> _Task statement_
Give back an exact copy of the lines in the records below, from the line that has "let titles: Vec<_>" through the line that has "hyperion = library.shelf(ReadStatus::WantToRead)[0].id.clone();", and nothing besides.

Records excerpted from a collection
····················

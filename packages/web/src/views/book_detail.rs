//! One book and one member's post about it. Editable when the post is the
//! viewer's own, read-only otherwise.

use dioxus::prelude::*;
use ui::controllers::{checkout, settle, use_flash_expiry, BookDetailController};
use ui::format::{long_date, rating_label};
use ui::{use_gateway, StarRating};

use super::widgets::{Cover, Flash};
use crate::Route;

#[component]
pub fn BookDetail(book_id: String, uid: String) -> Element {
    // Track the route params in a signal so use_resource re-runs when they change
    let mut target = use_signal(|| (book_id.clone(), uid.clone()));
    if *target.peek() != (book_id.clone(), uid.clone()) {
        target.set((book_id.clone(), uid.clone()));
    }

    let gateway = use_gateway();
    let mut detail = use_signal({
        let gateway = gateway.clone();
        move || BookDetailController::new(gateway, book_id, Some(uid))
    });
    let mut draft = use_signal(String::new);
    use_flash_expiry(detail);

    let _loader = use_resource(move || {
        let (book_id, uid) = target();
        let gateway = gateway.clone();
        async move {
            let mut working = BookDetailController::new(gateway, book_id, Some(uid));
            working.load().await;
            let comment = working
                .post
                .as_ref()
                .and_then(|post| post.comment.clone())
                .unwrap_or_default();
            draft.set(comment);
            detail.set(working);
        }
    });

    let rate = move |value: f32| {
        spawn(async move {
            if let Some(mut working) = checkout(&mut detail, "rating") {
                let started = working.clone();
                working.set_rating(value).await;
                settle(&mut detail, &started, working);
            }
        });
    };

    let save_review = move |evt: FormEvent| {
        evt.prevent_default();
        spawn(async move {
            let text = draft();
            if let Some(mut working) = checkout(&mut detail, "review") {
                let started = working.clone();
                working.set_review(&text).await;
                settle(&mut detail, &started, working);
            }
        });
    };

    let state = detail.read();
    let own = state.is_own();
    let busy = state.status.is_busy();

    let Some(book) = state.book.clone() else {
        return rsx! {
            if state.status.loading {
                p { "Chargement..." }
            } else {
                div {
                    class: "card",
                    h1 { style: "font-size: 1.5rem;", "Livre introuvable" }
                    Flash { status: state.status.clone() }
                    Link { to: Route::Library {}, "Retour à mes livres" }
                }
            }
        };
    };

    let rating = state.post.as_ref().and_then(|post| post.rating).unwrap_or(0.0);

    rsx! {
        Link {
            to: Route::Library {},
            style: "font-size: 0.875rem; color: #7a6e63;",
            "← Mes livres"
        }

        div {
            style: "display: flex; gap: 2rem; margin-top: 1.5rem;",

            if let Some(url) = &book.cover_url {
                img {
                    src: "{url}",
                    alt: "{book.title}",
                    style: "width: 10rem; height: 15rem; object-fit: cover; flex-shrink: 0;",
                }
            } else {
                Cover { url: None, title: book.title.clone() }
            }

            div {
                style: "flex: 1; min-width: 0;",
                h1 { style: "font-size: 1.75rem; margin: 0;", "{book.title}" }
                p { style: "color: #7a6e63; margin: 0.25rem 0 1rem;", "{book.author}" }
                if let Some(description) = &book.description {
                    p { style: "line-height: 1.6;", "{description}" }
                }
            }
        }

        section {
            class: "card",
            style: "margin-top: 2rem;",

            if own {
                h2 { style: "font-size: 1.25rem; margin-top: 0;", "Ma critique" }
            } else {
                h2 { style: "font-size: 1.25rem; margin-top: 0;", "Critique de {state.member_name()}" }
            }

            Flash { status: state.status.clone() }

            div {
                style: "display: flex; align-items: center; gap: 0.75rem;",
                StarRating {
                    rating,
                    read_only: !own || busy,
                    on_change: rate,
                }
                span { style: "font-size: 0.875rem;", "{rating_label(rating)}" }
            }

            if own {
                form {
                    style: "display: flex; flex-direction: column; gap: 0.5rem; margin-top: 1rem;",
                    onsubmit: save_review,
                    textarea {
                        rows: "6",
                        placeholder: "Qu'avez-vous pensé de ce livre ?",
                        value: "{draft}",
                        oninput: move |evt| draft.set(evt.value()),
                    }
                    button {
                        class: "btn btn-primary",
                        r#type: "submit",
                        style: "align-self: flex-end;",
                        disabled: busy,
                        if state.status.is_running("review") { "Enregistrement..." } else { "Enregistrer" }
                    }
                }
            } else {
                {match state.post.as_ref().and_then(|post| post.comment.as_deref()) {
                    Some(comment) if !comment.is_empty() => rsx! {
                        p { style: "font-style: italic; line-height: 1.6;", "« {comment} »" }
                    },
                    _ => rsx! {
                        p { style: "color: #7a6e63;", "Pas encore de critique." }
                    },
                }}
            }

            if let Some(post) = &state.post {
                p {
                    style: "font-size: 0.75rem; color: #7a6e63; margin-bottom: 0;",
                    "Ajouté le {long_date(&post.created_at)}"
                }
            }
        }
    }
}
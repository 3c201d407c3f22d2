use api::{BookSearch, SearchOptions};
use serde_json::json;
use store::{
    Book, CandidateBook, Gateway, GatewayError, GatewayResult, NewBook, NewPost, Order, Post,
    Query, ReadStatus,
};

use super::{describe, ViewStatus};

/// The signed-in member's library (`/livres`): two shelves, a search box and
/// add / remove / move operations.
#[derive(Clone, Debug)]
pub struct LibraryController<G, S> {
    gateway: G,
    finder: S,
    options: SearchOptions,
    /// Newest first.
    pub posts: Vec<Post>,
    pub candidates: Vec<CandidateBook>,
    pub status: ViewStatus,
}

impl<G: Gateway, S: BookSearch> LibraryController<G, S> {
    pub fn new(gateway: G, finder: S, options: SearchOptions) -> Self {
        Self {
            gateway,
            finder,
            options,
            posts: Vec::new(),
            candidates: Vec::new(),
            status: ViewStatus::loading(),
        }
    }

    pub async fn load(&mut self) {
        self.status.loading = true;
        match self.fetch_posts().await {
            Ok(posts) => {
                self.posts = posts;
                self.status.loading = false;
            }
            Err(err) => self
                .status
                .fail_load("Erreur lors du chargement de vos livres.", &err),
        }
    }

    async fn fetch_posts(&self) -> GatewayResult<Vec<Post>> {
        let user = self.gateway.require_user().await?;
        let query = Query::new()
            .eq("user_id", user.id)
            .order("created_at", Order::Desc);
        self.gateway.select::<Post>(&query).await
    }

    /// Posts split into (read, to read), each keeping the newest-first order.
    pub fn partition(&self) -> (Vec<&Post>, Vec<&Post>) {
        self.posts
            .iter()
            .partition(|post| post.status == ReadStatus::Read)
    }

    pub fn shelf(&self, status: ReadStatus) -> Vec<&Post> {
        self.posts.iter().filter(|p| p.status == status).collect()
    }

    pub fn count(&self, status: ReadStatus) -> usize {
        self.posts.iter().filter(|p| p.status == status).count()
    }

    pub async fn search(&mut self, query: &str) {
        let query = query.trim();
        if query.is_empty() {
            self.candidates.clear();
            return;
        }
        if !self.status.begin("search") {
            return;
        }
        self.candidates = self.finder.search(query, &self.options).await;
        if self.candidates.is_empty() {
            self.status.fail("Aucun résultat.");
        } else {
            self.status.end();
        }
    }

    /// Add a search result to the library with `status`.
    pub async fn add(&mut self, candidate: &CandidateBook, status: ReadStatus) {
        if !self.status.begin(format!("add:{}", candidate.external_id)) {
            return;
        }
        match self.add_post(candidate, status).await {
            Ok(Some(post)) => {
                tracing::info!(book = %post.book_title, "book added to library");
                self.posts.insert(0, post);
                self.candidates.clear();
                self.status.succeed("Livre ajouté à votre bibliothèque.");
            }
            Ok(None) => self.status.end(),
            Err(err) => self.status.fail(describe(&err)),
        }
    }

    /// `None` when the member already has this book.
    async fn add_post(
        &self,
        candidate: &CandidateBook,
        status: ReadStatus,
    ) -> GatewayResult<Option<Post>> {
        let user = self.gateway.require_user().await?;
        let book = self.resolve_book(candidate).await?;

        let entry = NewPost::for_book(user.id, &book, status);
        match self.gateway.insert::<Post, _>(&[entry]).await {
            Ok(mut rows) if !rows.is_empty() => Ok(Some(rows.swap_remove(0))),
            Ok(_) => Err(GatewayError::Decode("insert returned no post".to_string())),
            Err(err) if err.is_duplicate_key() => {
                tracing::debug!(book_id = %book.id, "book already in library");
                Ok(None)
            }
            Err(err) => Err(err),
        }
    }

    /// The shared catalog row for `candidate`, created on first use.
    async fn resolve_book(&self, candidate: &CandidateBook) -> GatewayResult<Book> {
        let by_external_id = Query::new().eq("google_id", candidate.external_id.as_str());
        if let Some(book) = self.gateway.maybe_single::<Book>(&by_external_id).await? {
            return Ok(book);
        }

        match self
            .gateway
            .insert::<Book, _>(&[NewBook::from(candidate)])
            .await
        {
            Ok(mut rows) if !rows.is_empty() => Ok(rows.swap_remove(0)),
            Ok(_) => Err(GatewayError::Decode("insert returned no book".to_string())),
            // another member created it in the meantime
            Err(err) if err.is_duplicate_key() => self.gateway.single::<Book>(&by_external_id).await,
            Err(err) => Err(err),
        }
    }

    /// Delete a post once the member confirmed.
    pub async fn remove(&mut self, post_id: &str, confirmed: bool) {
        if !confirmed || !self.status.begin(format!("remove:{post_id}")) {
            return;
        }
        match self.delete_post(post_id).await {
            Ok(()) => {
                self.posts.retain(|p| p.id != post_id);
                self.status.succeed("Livre retiré de votre bibliothèque.");
            }
            Err(err) => self.status.fail(describe(&err)),
        }
    }

    async fn delete_post(&self, post_id: &str) -> GatewayResult<()> {
        let user = self.gateway.require_user().await?;
        let query = Query::new().eq("id", post_id).eq("user_id", user.id);
        self.gateway.delete::<Post>(&query).await
    }

    /// Move a post to the other shelf.
    pub async fn set_status(&mut self, post_id: &str, status: ReadStatus) {
        let unchanged = self
            .posts
            .iter()
            .find(|p| p.id == post_id)
            .map_or(true, |p| p.status == status);
        if unchanged || !self.status.begin(format!("status:{post_id}")) {
            return;
        }
        match self.update_status(post_id, status).await {
            Ok(()) => {
                if let Some(post) = self.posts.iter_mut().find(|p| p.id == post_id) {
                    post.status = status;
                }
                self.status
                    .succeed(format!("Déplacé dans « {} ».", status.label()));
            }
            Err(err) => self.status.fail(describe(&err)),
        }
    }

    async fn update_status(&self, post_id: &str, status: ReadStatus) -> GatewayResult<()> {
        let user = self.gateway.require_user().await?;
        let query = Query::new().eq("id", post_id).eq("user_id", user.id);
        self.gateway
            .update::<Post>(&query, &json!({ "status": status }))
            .await
    }
}

#[cfg(test)]
mod tests {
    use super::*;
    use crate::controllers::fixtures::{candidate, member, StaticSearch};
    use store::{MemoryGateway, Table};

    fn controller(
        gateway: &MemoryGateway,
        results: Vec<CandidateBook>,
    ) -> LibraryController<MemoryGateway, StaticSearch> {
        LibraryController::new(
            gateway.clone(),
            StaticSearch { results },
            SearchOptions::default(),
        )
    }

    #[tokio::test]
    async fn test_add_creates_book_and_prepends_post() {
        let gw = MemoryGateway::new();
        member(&gw, "ana").await;
        let dune = candidate("vol-dune", "Dune");
        let mut library = controller(&gw, vec![dune.clone()]);
        library.load().await;
        assert!(library.posts.is_empty());

        library.search("dune").await;
        assert_eq!(library.candidates.len(), 1);

        library.add(&dune, ReadStatus::WantToRead).await;
        assert_eq!(library.status.error, None);
        assert!(library.candidates.is_empty());
        assert_eq!(library.posts.len(), 1);
        let post = &library.posts[0];
        assert_eq!(post.book_title, "Dune");
        assert_eq!(post.book_author.as_deref(), Some("Frank Herbert"));
        assert_eq!(post.status, ReadStatus::WantToRead);

        let books = gw.rows(Table::Books);
        assert_eq!(books.len(), 1);
        assert_eq!(books[0]["google_id"], "vol-dune");
    }

    #[tokio::test]
    async fn test_two_members_share_one_book() {
        let gw = MemoryGateway::new();
        let dune = candidate("vol-dune", "Dune");

        member(&gw, "ana").await;
        let mut first = controller(&gw, vec![]);
        first.add(&dune, ReadStatus::Read).await;

        member(&gw, "bo").await;
        let mut second = controller(&gw, vec![]);
        second.add(&dune, ReadStatus::WantToRead).await;

        assert_eq!(gw.rows(Table::Books).len(), 1);
        assert_eq!(gw.rows(Table::Posts).len(), 2);
        assert_eq!(first.posts[0].book_id, second.posts[0].book_id);
    }

    #[tokio::test]
    async fn test_duplicate_add_is_silent() {
        let gw = MemoryGateway::new();
        member(&gw, "ana").await;
        let dune = candidate("vol-dune", "Dune");
        let mut library = controller(&gw, vec![]);
        library.add(&dune, ReadStatus::Read).await;
        library.add(&dune, ReadStatus::Read).await;

        assert_eq!(library.status.error, None);
        assert_eq!(library.status.action_loading, None);
        assert_eq!(library.posts.len(), 1);
        assert_eq!(gw.rows(Table::Posts).len(), 1);
    }

    #[tokio::test]
    async fn test_failed_post_insert_is_surfaced() {
        let gw = MemoryGateway::new();
        member(&gw, "ana").await;
        gw.fail_next(Table::Posts, "quota exceeded");
        let mut library = controller(&gw, vec![]);
        library.add(&candidate("vol-dune", "Dune"), ReadStatus::Read).await;

        assert!(library.posts.is_empty());
        assert!(library
            .status
            .error
            .as_deref()
            .is_some_and(|e| e.contains("quota exceeded")));
        // the catalog row stays behind
        assert_eq!(gw.rows(Table::Books).len(), 1);
    }

    #[tokio::test]
    async fn test_partition_and_status_moves() {
        let gw = MemoryGateway::new();
        member(&gw, "ana").await;
        let mut library = controller(&gw, vec![]);
        library.add(&candidate("v1", "Dune"), ReadStatus::Read).await;
        library.add(&candidate("v2", "Hyperion"), ReadStatus::WantToRead).await;
        library.add(&candidate("v3", "Solaris"), ReadStatus::Read).await;

        library.load().await;
        let titles: Vec<_> = library.posts.iter().map(|p| p.book_title.as_str()).collect();
        assert_eq!(titles, vec!["Solaris", "Hyperion", "Dune"]);

        let (read, to_read) = library.partition();
        assert_eq!(read.len() + to_read.len(), library.posts.len());
        assert!(read.iter().all(|p| !to_read.iter().any(|q| q.id == p.id)));
        assert_eq!(library.count(ReadStatus::Read), 2);

        let hyperion = library.shelf(ReadStatus::WantToRead)[0].id.clone();
        library.set_status(&hyperion, ReadStatus::Read).await;
        assert_eq!(library.count(ReadStatus::WantToRead), 0);

        library.load().await;
        assert_eq!(library.count(ReadStatus::Read), 3);
    }

    #[tokio::test]
    async fn test_remove_requires_confirmation() {
        let gw = MemoryGateway::new();
        member(&gw, "ana").await;
        let mut library = controller(&gw, vec![]);
        library.add(&candidate("v1", "Dune"), ReadStatus::Read).await;
        let post_id = library.posts[0].id.clone();

        let writes = gw.write_count();
        library.remove(&post_id, false).await;
        assert_eq!(gw.write_count(), writes);
        assert_eq!(library.posts.len(), 1);

        library.remove(&post_id, true).await;
        assert!(library.posts.is_empty());
        assert!(gw.rows(Table::Posts).is_empty());
    }

    #[tokio::test]
    async fn test_cannot_remove_another_members_post() {
        let gw = MemoryGateway::new();
        member(&gw, "ana").await;
        let mut ana = controller(&gw, vec![]);
        ana.add(&candidate("v1", "Dune"), ReadStatus::Read).await;
        let post_id = ana.posts[0].id.clone();

        member(&gw, "bo").await;
        let mut bo = controller(&gw, vec![]);
        bo.remove(&post_id, true).await;

        assert_eq!(gw.rows(Table::Posts).len(), 1);
    }

    #[tokio::test]
    async fn test_busy_controller_refuses_actions() {
        let gw = MemoryGateway::new();
        member(&gw, "ana").await;
        let mut library = controller(&gw, vec![]);
        library.status.action_loading = Some("search".to_string());

        library.add(&candidate("v1", "Dune"), ReadStatus::Read).await;
        assert!(gw.rows(Table::Posts).is_empty());
        assert!(library.status.is_running("search"));
    }

    #[tokio::test]
    async fn test_empty_search() {
        let gw = MemoryGateway::new();
        let mut library = controller(&gw, vec![]);
        library.search("   ").await;
        assert!(library.candidates.is_empty());
        assert_eq!(library.status.error, None);

        library.search("introuvable").await;
        assert_eq!(library.status.error.as_deref(), Some("Aucun résultat."));
        assert_eq!(library.status.action_loading, None);
    }
}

····················

> _Expected answer_
        let titles: Vec<_> = library.posts.iter().map(|p| p.book_title.as_str()).collect();
        assert_eq!(titles, vec!["Solaris", "Hyperion", "Dune"]);

        let (read, to_read) = library.partition();
        assert_eq!(read.len() + to_read.len(), library.posts.len());
        assert!(read.iter().all(|p| !to_read.iter().any(|q| q.id == p.id)));
        assert_eq!(library.count(ReadStatus::Read), 2);

        let hyperion = library.shelf(ReadStatus::WantToRead)[0].id.clone();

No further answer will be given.